Derivative Notation: Let $f(x)=x$. Is $f′(x^2)=1$ or is $f′(x^2)=2x$?

Question

Let $f(x)=x$.

Is $f'(x^2)=1$ or is $f'(x^2)=2x$?

In other words, using this notation, are we evaluating the derivative at a $x^2$?

Answer 1

If you consider the function $f$ of a variable $x$, then $f'$ is likewise a function. When you write $f'(a)$, you evaluate that function at $a$. If $a$ happens to be $x^2$, then you evaluate at $x^2$. It has nothing to do with differentiating with respect to $a$ or $x^2$ or anything else. So, in your example, $f'(a)=1$ no matter what you put in for $a$ when $f(x)=x$.

If you consider $g(x)=x^2$ and the composition $(f\circ g)(x) = f(x^2)$, then $(f\circ g)'(x) = f'(g(x))g'(x) = f'(x^2)\cdot 2x$.

Answer 2

It seems like you're getting hung up on the notation, which is understandable because this notation can mean different things in different contexts.

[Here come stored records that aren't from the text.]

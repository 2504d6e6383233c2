//! Core data types and error definitions for the document pipeline.

use serde::{Deserialize, Serialize};
use serde_json::{Map, Value};
use thiserror::Error;

use crate::catalog::CatalogError;
use crate::extract::ExtractError;
use crate::gemini::GeminiError;
use crate::pinecone::PineconeError;

/// Business domain a document or query belongs to.
///
/// The domain scopes retrieval through the vector metadata filter and selects
/// the guidance block used when generating an analysis.
#[derive(Debug, Clone, Copy, PartialEq, Eq, Serialize, Deserialize)]
#[serde(rename_all = "lowercase")]
pub enum Domain {
    /// Insurance policies and claims.
    Insurance,
    /// Contracts and legal documents.
    Legal,
    /// HR policies and employment documents.
    Hr,
    /// Regulatory and compliance material.
    Compliance,
}

impl Domain {
    /// Canonical lowercase name used in vector metadata and the catalog.
    pub fn as_str(&self) -> &'static str {
        match self {
            Self::Insurance => "insurance",
            Self::Legal => "legal",
            Self::Hr => "hr",
            Self::Compliance => "compliance",
        }
    }
}

impl std::str::FromStr for Domain {
    type Err = ();

    fn from_str(s: &str) -> Result<Self, Self::Err> {
        match s.trim().to_lowercase().as_str() {
            "insurance" => Ok(Self::Insurance),
            "legal" => Ok(Self::Legal),
            "hr" => Ok(Self::Hr),
            "compliance" => Ok(Self::Compliance),
            _ => Err(()),
        }
    }
}

impl std::fmt::Display for Domain {
    fn fmt(&self, f: &mut std::fmt::Formatter<'_>) -> std::fmt::Result {
        f.write_str(self.as_str())
    }
}

/// Supported upload formats, resolved from the filename extension.
#[derive(Debug, Clone, Copy, PartialEq, Eq, Serialize, Deserialize)]
#[serde(rename_all = "lowercase")]
pub enum DocumentKind {
    /// PDF documents (`.pdf`).
    Pdf,
    /// Word documents (`.docx`).
    Docx,
    /// Email messages (`.eml`, `.msg`).
    Email,
}

impl DocumentKind {
    /// Resolve the kind from a filename, or `None` for unsupported extensions.
    pub fn from_filename(filename: &str) -> Option<Self> {
        let extension = std::path::Path::new(filename)
            .extension()
            .and_then(|ext| ext.to_str())?
            .to_ascii_lowercase();
        match extension.as_str() {
            "pdf" => Some(Self::Pdf),
            "docx" => Some(Self::Docx),
            "eml" | "msg" => Some(Self::Email),
            _ => None,
        }
    }

    /// Canonical lowercase name stored in the catalog.
    pub fn as_str(&self) -> &'static str {
        match self {
            Self::Pdf => "pdf",
            Self::Docx => "docx",
            Self::Email => "email",
        }
    }
}

impl std::str::FromStr for DocumentKind {
    type Err = ();

    fn from_str(s: &str) -> Result<Self, Self::Err> {
        match s.trim().to_lowercase().as_str() {
            "pdf" => Ok(Self::Pdf),
            "docx" => Ok(Self::Docx),
            "email" => Ok(Self::Email),
            _ => Err(()),
        }
    }
}

/// Current timestamp formatted for catalog rows and responses.
pub(crate) fn current_timestamp_rfc3339() -> String {
    time::OffsetDateTime::now_utc()
        .format(&time::format_description::well_known::Rfc3339)
        .unwrap_or_else(|_| "1970-01-01T00:00:00Z".to_string())
}

/// Catalog record describing one ingested document.
#[derive(Debug, Clone, Serialize, Deserialize)]
pub struct DocumentMetadata {
    /// Identifier assigned at upload time.
    pub document_id: String,
    /// Original filename of the upload.
    pub filename: String,
    /// Detected document format.
    pub document_type: DocumentKind,
    /// Business domain supplied with the upload.
    pub domain: Domain,
    /// RFC3339 timestamp recorded when the upload was received.
    pub upload_timestamp: String,
    /// Size of the uploaded file in bytes.
    pub file_size: u64,
    /// Page count for paged formats.
    #[serde(default, skip_serializing_if = "Option::is_none")]
    pub page_count: Option<u32>,
    /// Number of chunks indexed for the document.
    pub chunk_count: usize,
    /// Whether ingestion completed and the vectors are queryable.
    pub processed: bool,
}

/// Raw upload handed to the ingestion pipeline.
#[derive(Debug, Clone)]
pub struct DocumentUpload {
    /// Original filename of the upload.
    pub filename: String,
    /// Format resolved from the filename extension.
    pub kind: DocumentKind,
    /// Business domain the document belongs to.
    pub domain: Domain,
    /// File content.
    pub bytes: Vec<u8>,
}

/// Summary of a completed ingestion.
#[derive(Debug, Clone)]
pub struct IngestReceipt {
    /// Identifier assigned to the document.
    pub document_id: String,
    /// Number of chunks indexed.
    pub chunk_count: usize,
    /// Chunks dropped within the document due to duplicate content.
    pub skipped_duplicates: usize,
}

/// Parameters accepted by the query endpoint.
#[derive(Debug, Clone, Serialize, Deserialize)]
pub struct QueryRequest {
    /// Natural language question to answer.
    pub query: String,
    /// Optional domain restriction for retrieval and analysis.
    #[serde(default, skip_serializing_if = "Option::is_none")]
    pub domain: Option<Domain>,
    /// Optional restriction to specific document identifiers.
    #[serde(default, skip_serializing_if = "Option::is_none")]
    pub document_ids: Option<Vec<String>>,
    /// Maximum number of chunks to retrieve (defaults applied downstream).
    #[serde(default, skip_serializing_if = "Option::is_none")]
    pub max_results: Option<usize>,
    /// Whether to run the generated analysis step (defaults to true).
    #[serde(default, skip_serializing_if = "Option::is_none")]
    pub include_explanation: Option<bool>,
}

/// One retrieved chunk returned to API consumers.
#[derive(Debug, Clone, Serialize, Deserialize)]
pub struct RetrievalResult {
    /// Vector identifier of the chunk.
    pub chunk_id: String,
    /// Identifier of the document the chunk belongs to.
    pub document_id: String,
    /// Chunk text stored in the vector metadata.
    pub content: String,
    /// Similarity score reported by the vector store.
    pub relevance_score: f32,
    /// Remaining metadata fields stored with the vector.
    pub metadata: Map<String, Value>,
}

/// Structured justification attached to a generated answer.
#[derive(Debug, Clone, Serialize, Deserialize)]
pub struct DecisionRationale {
    /// Step-by-step reasoning behind the answer.
    pub reasoning: String,
    /// Confidence in the answer, clamped into `0.0..=1.0`.
    pub confidence_score: f32,
    /// Direct quotes from the retrieved context supporting the answer.
    pub supporting_evidence: Vec<String>,
    /// Conditions or requirements that apply to the answer.
    pub conditions: Vec<String>,
    /// Limitations or uncertainty in the analysis.
    pub limitations: Vec<String>,
}

/// Full response payload for an answered query.
#[derive(Debug, Clone, Serialize, Deserialize)]
pub struct QueryResponse {
    /// Original query text.
    pub query: String,
    /// Generated (or canned) answer.
    pub answer: String,
    /// Justification for the answer.
    pub decision_rationale: DecisionRationale,
    /// Chunks retrieved as context, in relevance order.
    pub retrieved_chunks: Vec<RetrievalResult>,
    /// Wall-clock processing time in seconds.
    pub processing_time: f64,
    /// RFC3339 timestamp of the response.
    pub timestamp: String,
}

/// Errors produced while turning raw text into chunks.
#[derive(Debug, Error)]
pub enum ChunkingError {
    /// Ingestion configured an impossible character budget.
    #[error("chunk size must be greater than zero")]
    InvalidChunkSize,
}

/// Errors emitted by the document ingestion pipeline.
#[derive(Debug, Error)]
pub enum IngestError {
    /// Text extraction failed for the uploaded bytes.
    #[error("Failed to extract document text: {0}")]
    Extract(#[from] ExtractError),
    /// Chunking step failed to segment the document.
    #[error("Failed to chunk document: {0}")]
    Chunking(#[from] ChunkingError),
    /// Gemini failed to produce embeddings for the chunks.
    #[error("Failed to generate embeddings: {0}")]
    Embedding(#[from] GeminiError),
    /// Pinecone interaction failed while writing or deleting vectors.
    #[error("Vector store request failed: {0}")]
    VectorStore(#[from] PineconeError),
    /// Catalog read or write failed.
    #[error("Catalog operation failed: {0}")]
    Catalog(#[from] CatalogError),
}

/// Errors emitted while answering a query.
#[derive(Debug, Error)]
pub enum QueryError {
    /// Gemini failed to embed the query text.
    #[error("Failed to embed query: {0}")]
    Embedding(#[source] GeminiError),
    /// Returned embedding dimension does not match configuration.
    #[error("Embedding dimension mismatch: expected {expected}, got {actual}")]
    DimensionMismatch {
        /// Dimension configured for the index.
        expected: usize,
        /// Dimension of the embedding Gemini returned.
        actual: usize,
    },
    /// Pinecone similarity search failed.
    #[error("Vector store request failed: {0}")]
    VectorStore(#[from] PineconeError),
    /// Gemini failed to generate the analysis.
    #[error("Failed to generate analysis: {0}")]
    Generation(#[source] GeminiError),
}

/// Errors emitted while deleting a document.
#[derive(Debug, Error)]
pub enum DeleteError {
    /// Pinecone rejected the vector listing or deletion.
    #[error("Vector store request failed: {0}")]
    VectorStore(#[from] PineconeError),
    /// Catalog read or delete failed.
    #[error("Catalog operation failed: {0}")]
    Catalog(#[from] CatalogError),
}

#[cfg(test)]
mod tests {
    use super::*;

    #[test]
    fn resolves_document_kind_from_extension() {
        assert_eq!(
            DocumentKind::from_filename("policy.PDF"),
            Some(DocumentKind::Pdf)
        );
        assert_eq!(
            DocumentKind::from_filename("contract.docx"),
            Some(DocumentKind::Docx)
        );
        assert_eq!(
            DocumentKind::from_filename("claim.eml"),
            Some(DocumentKind::Email)
        );
        assert_eq!(
            DocumentKind::from_filename("thread.msg"),
            Some(DocumentKind::Email)
        );
        assert_eq!(DocumentKind::from_filename("notes.txt"), None);
        assert_eq!(DocumentKind::from_filename("no-extension"), None);
    }

    #[test]
    fn parses_domains_case_insensitively() {
        assert_eq!("Insurance".parse(), Ok(Domain::Insurance));
        assert_eq!(" legal ".parse(), Ok(Domain::Legal));
        assert_eq!("HR".parse(), Ok(Domain::Hr));
        assert!("finance".parse::<Domain>().is_err());
    }

    #[test]
    fn query_request_optionals_default_to_none() {
        let request: QueryRequest =
            serde_json::from_str(r#"{"query": "Does the policy cover surgery?"}"#).unwrap();
        assert_eq!(request.query, "Does the policy cover surgery?");
        assert!(request.domain.is_none());
        assert!(request.document_ids.is_none());
        assert!(request.max_results.is_none());
        assert!(request.include_explanation.is_none());
    }

    #[test]
    fn domain_serializes_lowercase() {
        assert_eq!(serde_json::to_string(&Domain::Hr).unwrap(), "\"hr\"");
        assert_eq!(
            serde_json::to_string(&DocumentKind::Email).unwrap(),
            "\"email\""
        );
    }
}
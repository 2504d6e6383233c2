use std::io::{Cursor, Read};

use quick_xml::Reader;
use quick_xml::events::Event;
use zip::ZipArchive;

use super::{ExtractError, ExtractedText};

/// Extract paragraph text from a DOCX upload.
///
/// A DOCX file is a zip archive whose `word/document.xml` part holds the
/// body. Text lives in `w:t` runs grouped into `w:p` paragraphs; runs are
/// concatenated per paragraph and empty paragraphs are dropped.
pub(super) fn extract(bytes: &[u8]) -> Result<ExtractedText, ExtractError> {
    let mut archive = ZipArchive::new(Cursor::new(bytes))?;
    let mut xml = String::new();
    archive
        .by_name("word/document.xml")?
        .read_to_string(&mut xml)?;

    let mut reader = Reader::from_str(&xml);
    let mut buf = Vec::new();
    let mut in_text_run = false;
    let mut paragraph = String::new();
    let mut paragraphs: Vec<String> = Vec::new();

    loop {
        match reader.read_event_into(&mut buf)? {
            Event::Start(ref e) => {
                if e.name().as_ref() == b"w:t" {
                    in_text_run = true;
                }
            }
            Event::Text(e) => {
                if in_text_run {
                    paragraph.push_str(&e.unescape()?);
                }
            }
            Event::Empty(ref e) => match e.name().as_ref() {
                b"w:tab" => paragraph.push('\t'),
                b"w:br" => paragraph.push('\n'),
                _ => {}
            },
            Event::End(ref e) => match e.name().as_ref() {
                b"w:t" => in_text_run = false,
                b"w:p" => {
                    let trimmed = paragraph.trim();
                    if !trimmed.is_empty() {
                        paragraphs.push(trimmed.to_string());
                    }
                    paragraph.clear();
                }
                _ => {}
            },
            Event::Eof => break,
            _ => {}
        }
        buf.clear();
    }

    tracing::debug!(paragraphs = paragraphs.len(), "Extracted DOCX text");
    Ok(ExtractedText {
        text: paragraphs.join("\n"),
        page_count: None,
    })
}
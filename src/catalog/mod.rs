//! SQLite-backed document catalog and query log.
//!
//! The catalog is the source of truth for document status: one row per
//! upload, flipped to `processed` once its vectors are indexed. Queries are
//! appended to a separate log table for offline inspection.

use std::path::Path;
use std::sync::{Mutex, MutexGuard};

use rusqlite::{Connection, OptionalExtension, params};
use thiserror::Error;

use crate::processing::types::{DocumentMetadata, current_timestamp_rfc3339};

/// Errors produced by catalog operations.
#[derive(Debug, Error)]
pub enum CatalogError {
    /// Underlying SQLite failure.
    #[error("catalog database error: {0}")]
    Database(#[from] rusqlite::Error),
    /// Filesystem preparation for the database path failed.
    #[error("failed to prepare catalog directory: {0}")]
    Io(#[from] std::io::Error),
    /// A previous panic left the connection lock unusable.
    #[error("catalog connection lock is poisoned")]
    Poisoned,
}

/// Handle to the catalog database.
///
/// The connection is serialized behind a mutex; catalog calls are short
/// single-statement operations, so contention stays negligible next to the
/// network round trips in the pipeline.
pub struct Catalog {
    conn: Mutex<Connection>,
}

impl Catalog {
    /// Open (or create) the catalog at the given path.
    pub fn open(path: &Path) -> Result<Self, CatalogError> {
        if let Some(parent) = path.parent()
            && !parent.as_os_str().is_empty()
        {
            std::fs::create_dir_all(parent)?;
        }
        let conn = Connection::open(path)?;
        conn.pragma_update(None, "journal_mode", "WAL")?;
        migrate(&conn)?;
        tracing::debug!(path = %path.display(), "Catalog opened");
        Ok(Self {
            conn: Mutex::new(conn),
        })
    }

    /// Open an in-memory catalog. Used by tests and ephemeral setups.
    pub fn open_in_memory() -> Result<Self, CatalogError> {
        let conn = Connection::open_in_memory()?;
        migrate(&conn)?;
        Ok(Self {
            conn: Mutex::new(conn),
        })
    }

    /// Record a freshly uploaded document. The row starts unprocessed.
    pub fn insert_document(&self, metadata: &DocumentMetadata) -> Result<(), CatalogError> {
        let conn = self.conn()?;
        conn.execute(
            "INSERT INTO documents (
                document_id, filename, document_type, domain, upload_timestamp,
                file_size, page_count, chunk_count, processed
            ) VALUES (?1, ?2, ?3, ?4, ?5, ?6, ?7, ?8, ?9)",
            params![
                metadata.document_id,
                metadata.filename,
                metadata.document_type.as_str(),
                metadata.domain.as_str(),
                metadata.upload_timestamp,
                metadata.file_size as i64,
                metadata.page_count.map(|pages| pages as i64),
                metadata.chunk_count as i64,
                metadata.processed,
            ],
        )?;
        Ok(())
    }

    /// Look up a document row by id.
    pub fn get_document(&self, document_id: &str) -> Result<Option<DocumentMetadata>, CatalogError> {
        let conn = self.conn()?;
        let mut stmt = conn.prepare(
            "SELECT document_id, filename, document_type, domain, upload_timestamp,
                    file_size, page_count, chunk_count, processed
             FROM documents WHERE document_id = ?1",
        )?;
        let document = stmt
            .query_row(params![document_id], |row| {
                let kind_raw: String = row.get(2)?;
                let domain_raw: String = row.get(3)?;
                let document_type = kind_raw.parse().map_err(|_| {
                    rusqlite::Error::FromSqlConversionFailure(
                        2,
                        rusqlite::types::Type::Text,
                        format!("unrecognized document type {kind_raw:?}").into(),
                    )
                })?;
                let domain = domain_raw.parse().map_err(|_| {
                    rusqlite::Error::FromSqlConversionFailure(
                        3,
                        rusqlite::types::Type::Text,
                        format!("unrecognized domain {domain_raw:?}").into(),
                    )
                })?;
                Ok(DocumentMetadata {
                    document_id: row.get(0)?,
                    filename: row.get(1)?,
                    document_type,
                    domain,
                    upload_timestamp: row.get(4)?,
                    file_size: row.get::<_, i64>(5)? as u64,
                    page_count: row.get::<_, Option<i64>>(6)?.map(|pages| pages as u32),
                    chunk_count: row.get::<_, i64>(7)? as usize,
                    processed: row.get(8)?,
                })
            })
            .optional()?;
        Ok(document)
    }

    /// Mark a document as fully indexed with its final chunk count.
    pub fn mark_processed(&self, document_id: &str, chunk_count: usize) -> Result<(), CatalogError> {
        let conn = self.conn()?;
        conn.execute(
            "UPDATE documents SET processed = 1, chunk_count = ?2 WHERE document_id = ?1",
            params![document_id, chunk_count as i64],
        )?;
        Ok(())
    }

    /// Remove a document row. Returns whether a row existed.
    pub fn delete_document(&self, document_id: &str) -> Result<bool, CatalogError> {
        let conn = self.conn()?;
        let affected = conn.execute(
            "DELETE FROM documents WHERE document_id = ?1",
            params![document_id],
        )?;
        Ok(affected > 0)
    }

    /// Append one entry to the query log.
    pub fn log_query(
        &self,
        query: &str,
        domain: Option<&str>,
        num_results: usize,
        processing_time: f64,
    ) -> Result<(), CatalogError> {
        let conn = self.conn()?;
        conn.execute(
            "INSERT INTO query_log (query, domain, num_results, processing_time, created_at)
             VALUES (?1, ?2, ?3, ?4, ?5)",
            params![
                query,
                domain,
                num_results as i64,
                processing_time,
                current_timestamp_rfc3339(),
            ],
        )?;
        Ok(())
    }

    #[cfg(test)]
    pub(crate) fn query_log_count(&self) -> Result<i64, CatalogError> {
        let conn = self.conn()?;
        Ok(conn.query_row("SELECT COUNT(*) FROM query_log", [], |row| row.get(0))?)
    }

    fn conn(&self) -> Result<MutexGuard<'_, Connection>, CatalogError> {
        self.conn.lock().map_err(|_| CatalogError::Poisoned)
    }
}

fn migrate(conn: &Connection) -> Result<(), rusqlite::Error> {
    conn.execute_batch(
        "CREATE TABLE IF NOT EXISTS documents (
            document_id TEXT PRIMARY KEY,
            filename TEXT NOT NULL,
            document_type TEXT NOT NULL,
            domain TEXT NOT NULL,
            upload_timestamp TEXT NOT NULL,
            file_size INTEGER NOT NULL,
            page_count INTEGER,
            chunk_count INTEGER NOT NULL DEFAULT 0,
            processed INTEGER NOT NULL DEFAULT 0
        );
        CREATE TABLE IF NOT EXISTS query_log (
            id INTEGER PRIMARY KEY AUTOINCREMENT,
            query TEXT NOT NULL,
            domain TEXT,
            num_results INTEGER NOT NULL,
            processing_time REAL NOT NULL,
            created_at TEXT NOT NULL
        );",
    )
}

#[cfg(test)]
mod tests {
    use super::*;
    use crate::processing::types::{DocumentKind, Domain};

    fn sample_document(document_id: &str) -> DocumentMetadata {
        DocumentMetadata {
            document_id: document_id.to_string(),
            filename: "policy.pdf".to_string(),
            document_type: DocumentKind::Pdf,
            domain: Domain::Insurance,
            upload_timestamp: "2024-05-01T10:00:00Z".to_string(),
            file_size: 2048,
            page_count: Some(3),
            chunk_count: 0,
            processed: false,
        }
    }

    #[test]
    fn insert_and_get_round_trips_all_fields() {
        let catalog = Catalog::open_in_memory().expect("open");
        catalog
            .insert_document(&sample_document("doc-1"))
            .expect("insert");

        let stored = catalog
            .get_document("doc-1")
            .expect("get")
            .expect("row exists");
        assert_eq!(stored.document_id, "doc-1");
        assert_eq!(stored.filename, "policy.pdf");
        assert_eq!(stored.document_type, DocumentKind::Pdf);
        assert_eq!(stored.domain, Domain::Insurance);
        assert_eq!(stored.upload_timestamp, "2024-05-01T10:00:00Z");
        assert_eq!(stored.file_size, 2048);
        assert_eq!(stored.page_count, Some(3));
        assert_eq!(stored.chunk_count, 0);
        assert!(!stored.processed);

        assert!(catalog.get_document("missing").expect("get").is_none());
    }

    #[test]
    fn mark_processed_updates_status_and_chunk_count() {
        let catalog = Catalog::open_in_memory().expect("open");
        catalog
            .insert_document(&sample_document("doc-2"))
            .expect("insert");

        catalog.mark_processed("doc-2", 12).expect("mark");

        let stored = catalog
            .get_document("doc-2")
            .expect("get")
            .expect("row exists");
        assert!(stored.processed);
        assert_eq!(stored.chunk_count, 12);
    }

    #[test]
    fn delete_reports_whether_a_row_existed() {
        let catalog = Catalog::open_in_memory().expect("open");
        catalog
            .insert_document(&sample_document("doc-3"))
            .expect("insert");

        assert!(catalog.delete_document("doc-3").expect("delete"));
        assert!(!catalog.delete_document("doc-3").expect("delete again"));
        assert!(catalog.get_document("doc-3").expect("get").is_none());
    }

    #[test]
    fn log_query_appends_entries() {
        let catalog = Catalog::open_in_memory().expect("open");
        catalog
            .log_query("knee surgery coverage", Some("insurance"), 5, 1.25)
            .expect("log");
        catalog
            .log_query("notice period", None, 3, 0.4)
            .expect("log");

        assert_eq!(catalog.query_log_count().expect("count"), 2);
    }

    #[test]
    fn open_creates_missing_parent_directories() {
        let dir = tempfile::tempdir().expect("tempdir");
        let path = dir.path().join("nested").join("catalog.db");

        {
            let catalog = Catalog::open(&path).expect("open");
            catalog
                .insert_document(&sample_document("doc-4"))
                .expect("insert");
        }

        let reopened = Catalog::open(&path).expect("reopen");
        let stored = reopened
            .get_document("doc-4")
            .expect("get")
            .expect("row persisted");
        assert_eq!(stored.filename, "policy.pdf");
    }
}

$f(x)$ is always a function of the variable $x$.

$f'(x)$ is the derivative of $f(x)$. Perhaps you could think of this as saying $f$ has already been differentiated so all we're interested in is its argument. The outermost function of $f'(x^2)$ and $f'(\sqrt{x})$ is the same, i.e. $f'(\cdot)$; the only thing changing is whether we substitute $x^2$ or $\sqrt{x}$. For example, if $f(x)=x^3$, then $f'(x)=3x^2$ and $f'(x^2)=3(x^2)^2$. This explains how Ted's answer has the derivative of $F(x)=(f\circ g)(x)=x^2$ computed as $F'(x)=(f\circ g)'(x)=2x$. Note that the term $f'(x^2)$ was (unintuitively) $1$, since $f'(x)=1$ for all $x$.

Conversely, $\left(f(x)\right)'$ has the derivative on the outside so it is the last step. So this puts more emphasis on differentiating what's inside the brackets. For instance $\left(f(x^2)\right)'$ would usually mean that we've taken the function $f(x^2)$ and are then differentiating that wrt. $x$. This is different from $f'(x^2)$, where we first differentiated and then substituted $x^2$. For example, if $f(x)=x^3$, then $f(x^2)=(x^2)^3=x^6$ and $\left(f(x^2)\right)'=6x^5$. This explains how Yves' answer has the derivative of $F(x)=x^2$ computed as $F'(x)=(x^2)'=2x$.

Hopefully this addresses your original question. When we define $f(x)=x$, the expression $f'(x^2)$ means first take the derivative ($=1$) and then substitute $x^2$, which makes no difference in this case since the derivative is constant.